Odesson Alves Ferreira, 52 anos, presidente da Associação das Vítimas do Césio 137
O
ocorrido foi informado ao chefe do Departamento de Instalações Nucleares, José
Júlio Rosenthal, que se dirigiu no mesmo dia para Goiânia. No dia seguinte a
equipe foi reforçada pela presença do médico Alexandre Rodrigues de Oliveira,
da Nuclebrás (atualmente, Indústrias Nucleares do Brasil) e do médico Carlos
Brandão da CNEN. Foi quando a Secretaria de Saúde do estado começou a realizar
a triagem dos suspeitos de contaminação em um estádio de futebol da capital.
A
primeira medida tomada foi separar todas as roupas das pessoas expostas ao
material radioativo e lavá-las com água e sabão para a descontaminação externa.
Após esse procedimento, as pessoas tomaram um quelante denominado de “azul da
Prússia”. Tal substância elimina os efeitos da radiação, fazendo com que as
partículas de césio saiam do organismo através da urina e das fezes.
As
remediações não foram suficientes para evitar que alguns pacientes viessem a
óbito.

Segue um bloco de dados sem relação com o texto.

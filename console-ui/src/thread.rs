//! Chat threads: which conversation the next turn belongs to, and how a
//! persisted log turns back into a transcript.

use console_types::{ChatTurn, ExecutionLog, MessageKind};

#[derive(Debug, Clone, PartialEq, Eq)]
pub struct ThreadState {
    pub thread_id: Option<String>,
    pub thread_number: u32,
    /// Log the next turn continues, if one was resumed.
    pub current_execution_number: Option<i64>,
}

impl Default for ThreadState {
    fn default() -> Self {
        Self {
            thread_id: None,
            thread_number: 1,
            current_execution_number: None,
        }
    }
}

impl ThreadState {
    /// Thread id for the next send, minting one if the thread is new.
    pub fn ensure_thread_id(&mut self, mint: impl FnOnce() -> String) -> String {
        self.thread_id.get_or_insert_with(mint).clone()
    }

    /// Explicit "new conversation".
    pub fn start_new(&mut self) {
        self.thread_id = None;
        self.current_execution_number = None;
        self.thread_number += 1;
    }

    pub fn complete_turn(&mut self) {
        self.thread_number += 1;
    }

    /// Continue the conversation recorded in `log`. Thread fields are only
    /// taken when the log carries them.
    pub fn adopt_log(&mut self, log: &ExecutionLog) {
        if let Some(thread_id) = log.thread_id.as_ref().filter(|id| !id.is_empty()) {
            self.thread_id = Some(thread_id.clone());
        }
        if let Some(thread_number) = log.thread_number {
            self.thread_number = thread_number;
        }
        self.current_execution_number = Some(log.execution_number);
    }
}

/// Rebuild the visible conversation of a persisted log.
///
/// Only user and assistant messages with text count as turns. Content that
/// does not decode, or decodes without any turns, is shown as one assistant
/// turn holding the raw text.
pub fn reconstruct_transcript(log: &ExecutionLog) -> Vec<ChatTurn> {
    let raw = log.response_content.trim();
    if raw.is_empty() {
        return Vec::new();
    }

    let messages = match log.messages() {
        Ok(messages) => messages,
        Err(err) => {
            dioxus_logger::tracing::warn!(
                "Execution log {} has no message sequence, showing raw content: {}",
                log.execution_number,
                err
            );
            return vec![ChatTurn::assistant(log.response_content.clone())];
        }
    };

    let turns: Vec<ChatTurn> = messages
        .into_iter()
        .filter_map(|message| match message.kind {
            MessageKind::User { text: Some(text), .. } if !text.is_empty() => {
                Some(ChatTurn::user(text))
            }
            MessageKind::Assistant { text: Some(text), .. } if !text.is_empty() => {
                Some(ChatTurn::assistant(text))
            }
            _ => None,
        })
        .collect();

    if turns.is_empty() {
        return vec![ChatTurn::assistant(log.response_content.clone())];
    }
    turns
}

pub fn thread_id_from(now_ms: i64, suffix: &str) -> String {
    format!("thread_{now_ms}_{suffix}")
}

/// `thread_<epoch-ms>_<9 random chars>`.
pub fn mint_thread_id() -> String {
    let suffix: String = uuid::Uuid::new_v4()
        .simple()
        .to_string()
        .chars()
        .take(9)
        .collect();
    thread_id_from(chrono::Utc::now().timestamp_millis(), &suffix)
}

Entre as vítimas fatais estava a menina Leide das Neves, seu pai Ivo,
Devair e sua esposa Maria Gabriela, e dois funcionários do ferro-velho.

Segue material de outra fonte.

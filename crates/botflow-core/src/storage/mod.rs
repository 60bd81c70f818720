//! Typed wrappers over the raw byte stores in botflow-storage.

pub mod server;
pub mod task;
pub mod workflow;

pub use server::ServerStorage;
pub use task::TaskStorage;
pub use workflow::WorkflowStorage;

use anyhow::Result;
use botflow_storage::PortCacheStorage;
use redb::Database;
use std::sync::Arc;

pub struct Storage {
    db: Arc<Database>,
    pub workflows: WorkflowStorage,
    pub tasks: TaskStorage,
    pub servers: ServerStorage,
    pub ports: PortCacheStorage,
}

impl Storage {
    pub fn new(path: &str) -> Result<Self> {
        let db = Arc::new(Database::create(path)?);

        let workflows = WorkflowStorage::new(db.clone())?;
        let tasks = TaskStorage::new(db.clone())?;
        let servers = ServerStorage::new(db.clone())?;
        let ports = PortCacheStorage::new(db.clone())?;

        Ok(Self {
            db,
            workflows,
            tasks,
            servers,
            ports,
        })
    }

    pub fn get_db(&self) -> Arc<Database> {
        self.db.clone()
    }
}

Posteriormente, mais pessoas morreram vítimas da contaminação com o
material radioativo, entre eles funcionários que realizaram a limpeza do local.
O trabalho de descontaminação dos locais atingidos não foi
fácil. A retirada de todo o material contaminado com o césio-137 rendeu cerca
de 6000 toneladas de lixo (roupas, utensílios, materiais de construção etc.).

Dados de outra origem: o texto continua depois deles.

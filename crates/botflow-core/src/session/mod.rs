pub mod cache;
pub mod manager;

pub use cache::{MemoryPortCache, PortCache};
pub use manager::{DEBUG_PORT_MAX, DEBUG_PORT_MIN, SessionError, SessionManager};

Tal lixo radioativo encontra-se confinado em 1.200 caixas, 2.900 tambores e 14
contêineres (revestidos com concreto e aço) em um depósito construído na cidade
de Abadia de Goiás, onde deve ficar por aproximadamente 180 anos.
No
ano de 1996, a Justiça julgou e condenou por homicídio culposo (quando não há
intenção de matar) três sócios e funcionários do antigo Instituto Goiano de
Radioterapia (Santa Casa de Misericórdia) a três anos e dois meses de prisão,
pena que foi substituída por prestação de serviços.
Atualmente,
as vítimas reclamam da omissão do governo para a assistência da qual
necessitam, tanto médica como de medicamentos. Fundaram a Associação de Vítimas
contaminadas do Césio-137 e lutam contra o preconceito ainda existente.
O
acidente com Césio-137 foi o maior acidente radioativo do Brasil e o maior do
mundo ocorrido fora das usinas nucleares.